*Directions for this task*
Copy out exactly the lines from the first line of the material below through the line containing "and the empty", and nothing beyond them.

*Input data*
►
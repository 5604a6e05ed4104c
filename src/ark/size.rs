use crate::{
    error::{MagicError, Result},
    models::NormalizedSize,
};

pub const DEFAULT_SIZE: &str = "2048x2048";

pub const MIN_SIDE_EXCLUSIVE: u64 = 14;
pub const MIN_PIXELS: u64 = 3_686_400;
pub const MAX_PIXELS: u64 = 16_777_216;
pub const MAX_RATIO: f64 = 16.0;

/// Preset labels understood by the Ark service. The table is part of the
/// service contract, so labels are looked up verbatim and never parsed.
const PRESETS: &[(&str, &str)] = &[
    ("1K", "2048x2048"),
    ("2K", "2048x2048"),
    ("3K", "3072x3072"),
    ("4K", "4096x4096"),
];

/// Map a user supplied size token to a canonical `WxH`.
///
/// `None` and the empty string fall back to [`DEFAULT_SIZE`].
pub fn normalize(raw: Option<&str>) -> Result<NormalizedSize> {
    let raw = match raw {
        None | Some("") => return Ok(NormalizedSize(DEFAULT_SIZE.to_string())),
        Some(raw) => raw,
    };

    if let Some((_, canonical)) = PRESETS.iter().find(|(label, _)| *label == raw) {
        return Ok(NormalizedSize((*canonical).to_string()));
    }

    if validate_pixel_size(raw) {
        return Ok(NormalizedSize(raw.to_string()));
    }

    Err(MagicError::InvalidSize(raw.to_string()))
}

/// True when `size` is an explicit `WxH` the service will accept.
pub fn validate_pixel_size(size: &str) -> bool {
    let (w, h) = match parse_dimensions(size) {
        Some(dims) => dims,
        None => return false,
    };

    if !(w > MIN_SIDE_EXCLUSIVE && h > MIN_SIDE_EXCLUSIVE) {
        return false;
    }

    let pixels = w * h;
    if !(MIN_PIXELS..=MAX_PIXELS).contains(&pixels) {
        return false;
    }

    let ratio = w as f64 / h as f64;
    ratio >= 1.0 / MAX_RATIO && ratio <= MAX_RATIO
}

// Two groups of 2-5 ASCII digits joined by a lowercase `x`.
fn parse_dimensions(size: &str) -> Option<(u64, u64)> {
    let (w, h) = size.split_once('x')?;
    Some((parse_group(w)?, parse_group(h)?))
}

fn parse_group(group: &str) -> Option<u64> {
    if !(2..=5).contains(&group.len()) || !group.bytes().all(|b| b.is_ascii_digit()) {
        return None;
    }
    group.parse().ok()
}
◄
*Output*
repository 5604a6e05ed4104c
filename src/ark/size.rs
use crate::{
    error::{MagicError, Result},
    models::NormalizedSize,
};

pub const DEFAULT_SIZE: &str = "2048x2048";

pub const MIN_SIDE_EXCLUSIVE: u64 = 14;
pub const MIN_PIXELS: u64 = 3_686_400;
pub const MAX_PIXELS: u64 = 16_777_216;
pub const MAX_RATIO: f64 = 16.0;

/// Preset labels understood by the Ark service. The table is part of the
/// service contract, so labels are looked up verbatim and never parsed.
const PRESETS: &[(&str, &str)] = &[
    ("1K", "2048x2048"),
    ("2K", "2048x2048"),
    ("3K", "3072x3072"),
    ("4K", "4096x4096"),
];

/// Map a user supplied size token to a canonical `WxH`.
///
/// `None` and the empty string fall back to [`DEFAULT_SIZE`].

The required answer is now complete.